[Collected data entries]

------------------------------------------------------------

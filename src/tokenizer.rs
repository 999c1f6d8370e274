use regex::Regex;
use std::sync::OnceLock;

/// Characters that make up a word token.
pub const WORD_PATTERN: &str = r"[A-Za-z0-9_$]+";

fn word_regex() -> &'static Regex {
    static WORD: OnceLock<Regex> = OnceLock::new();
    WORD.get_or_init(|| Regex::new(WORD_PATTERN).expect("word pattern should always compile"))
}

/// Returns true for characters that can appear inside a word token.
#[inline]
pub fn is_token_char(c: char) -> bool {
    c.is_ascii_alphanumeric() || c == '_' || c == '$'
}

/// Lazy iterator over the word tokens of a text, left to right.
///
/// Occurrence order and multiplicity are preserved. Cloning the iterator
/// restarts the scan from the clone's current position, and calling
/// [`tokens`] again restarts it from the beginning.
#[derive(Debug, Clone)]
pub struct Tokens<'t> {
    text: &'t str,
    pos: usize,
}

impl<'t> Iterator for Tokens<'t> {
    type Item = &'t str;

    fn next(&mut self) -> Option<Self::Item> {
        if self.pos >= self.text.len() {
            return None;
        }
        let found = word_regex().find_at(self.text, self.pos)?;
        self.pos = found.end();
        Some(found.as_str())
    }
}

/// Tokenizes `text` into maximal runs of `[A-Za-z0-9_$]`.
pub fn tokens(text: &str) -> Tokens<'_> {
    Tokens { text, pos: 0 }
}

------------------------------------------------------------

▶ [Required work]
Filter these records, keeping every line where the word "static" occurs.

▶ [Task answer]
fn word_regex() -> &'static Regex {
    static WORD: OnceLock<Regex> = OnceLock::new();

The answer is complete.